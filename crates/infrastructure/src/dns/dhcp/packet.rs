//! DHCPDISCOVER encoding and DHCPOFFER parsing (RFC 2131, RFC 2132).

use bytes::{BufMut, BytesMut};
use std::net::Ipv4Addr;

pub const DHCP_SERVER_PORT: u16 = 67;
pub const DHCP_CLIENT_PORT: u16 = 68;

const MAGIC_COOKIE: u32 = 0x6382_5363;
const BOOTREQUEST: u8 = 1;
const BOOTREPLY: u8 = 2;
const HTYPE_ETHERNET: u8 = 1;
const FLAG_BROADCAST: u16 = 0x8000;
const FIXED_HEADER_LEN: usize = 236;

const OPT_PAD: u8 = 0;
const OPT_SUBNET_MASK: u8 = 1;
const OPT_ROUTER: u8 = 3;
const OPT_DNS_SERVERS: u8 = 6;
const OPT_MESSAGE_TYPE: u8 = 53;
const OPT_PARAMETER_LIST: u8 = 55;
const OPT_END: u8 = 255;

const DHCPDISCOVER: u8 = 1;
const DHCPOFFER: u8 = 2;

pub fn build_discover(xid: u32, mac: [u8; 6]) -> Vec<u8> {
    let mut buf = BytesMut::with_capacity(300);
    buf.put_u8(BOOTREQUEST);
    buf.put_u8(HTYPE_ETHERNET);
    buf.put_u8(mac.len() as u8);
    buf.put_u8(0); // hops
    buf.put_u32(xid);
    buf.put_u16(0); // secs
    buf.put_u16(FLAG_BROADCAST);
    buf.put_bytes(0, 16); // ciaddr, yiaddr, siaddr, giaddr
    buf.put_slice(&mac);
    buf.put_bytes(0, 10); // chaddr padding
    buf.put_bytes(0, 64 + 128); // sname, file
    buf.put_u32(MAGIC_COOKIE);

    buf.put_slice(&[OPT_MESSAGE_TYPE, 1, DHCPDISCOVER]);
    buf.put_slice(&[
        OPT_PARAMETER_LIST,
        3,
        OPT_SUBNET_MASK,
        OPT_ROUTER,
        OPT_DNS_SERVERS,
    ]);
    buf.put_u8(OPT_END);
    buf.to_vec()
}

/// DNS servers from a DHCPOFFER answering `xid`, or `None` for any other
/// packet. An offer without option 6 yields an empty list.
pub fn parse_offer(packet: &[u8], xid: u32) -> Option<Vec<Ipv4Addr>> {
    if packet.len() < FIXED_HEADER_LEN + 4 || packet[0] != BOOTREPLY {
        return None;
    }
    if u32::from_be_bytes([packet[4], packet[5], packet[6], packet[7]]) != xid {
        return None;
    }
    let cookie = &packet[FIXED_HEADER_LEN..FIXED_HEADER_LEN + 4];
    if u32::from_be_bytes([cookie[0], cookie[1], cookie[2], cookie[3]]) != MAGIC_COOKIE {
        return None;
    }

    let mut message_type = None;
    let mut servers = Vec::new();
    let mut options = &packet[FIXED_HEADER_LEN + 4..];
    while let Some((&code, rest)) = options.split_first() {
        match code {
            OPT_PAD => {
                options = rest;
                continue;
            }
            OPT_END => break,
            _ => {}
        }
        let (&len, rest) = rest.split_first()?;
        let len = len as usize;
        if rest.len() < len {
            return None;
        }
        let (value, rest) = rest.split_at(len);
        match code {
            OPT_MESSAGE_TYPE if len == 1 => message_type = Some(value[0]),
            OPT_DNS_SERVERS => servers.extend(
                value
                    .chunks_exact(4)
                    .map(|c| Ipv4Addr::new(c[0], c[1], c[2], c[3])),
            ),
            _ => {}
        }
        options = rest;
    }

    (message_type == Some(DHCPOFFER)).then_some(servers)
}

######

_TASK DETAILS_
Word for word, set down the lines from the beginning of the records through the line that holds "buf.put_bytes(0, 10); // chaddr padding". Leave out the rest.

_ANSWER FOR THE TASK_
filename crates/infrastructure/src/dns/dhcp/packet.rs
//! DHCPDISCOVER encoding and DHCPOFFER parsing (RFC 2131, RFC 2132).

use bytes::{BufMut, BytesMut};
use std::net::Ipv4Addr;

pub const DHCP_SERVER_PORT: u16 = 67;
pub const DHCP_CLIENT_PORT: u16 = 68;

const MAGIC_COOKIE: u32 = 0x6382_5363;
const BOOTREQUEST: u8 = 1;
const BOOTREPLY: u8 = 2;
const HTYPE_ETHERNET: u8 = 1;
const FLAG_BROADCAST: u16 = 0x8000;
const FIXED_HEADER_LEN: usize = 236;

const OPT_PAD: u8 = 0;
const OPT_SUBNET_MASK: u8 = 1;
const OPT_ROUTER: u8 = 3;
const OPT_DNS_SERVERS: u8 = 6;
const OPT_MESSAGE_TYPE: u8 = 53;
const OPT_PARAMETER_LIST: u8 = 55;
const OPT_END: u8 = 255;

const DHCPDISCOVER: u8 = 1;
const DHCPOFFER: u8 = 2;

pub fn build_discover(xid: u32, mac: [u8; 6]) -> Vec<u8> {
    let mut buf = BytesMut::with_capacity(300);
    buf.put_u8(BOOTREQUEST);
    buf.put_u8(HTYPE_ETHERNET);
    buf.put_u8(mac.len() as u8);
    buf.put_u8(0); // hops
    buf.put_u32(xid);
    buf.put_u16(0); // secs
    buf.put_u16(FLAG_BROADCAST);
    buf.put_bytes(0, 16); // ciaddr, yiaddr, siaddr, giaddr
    buf.put_slice(&mac);
    buf.put_bytes(0, 10); // chaddr padding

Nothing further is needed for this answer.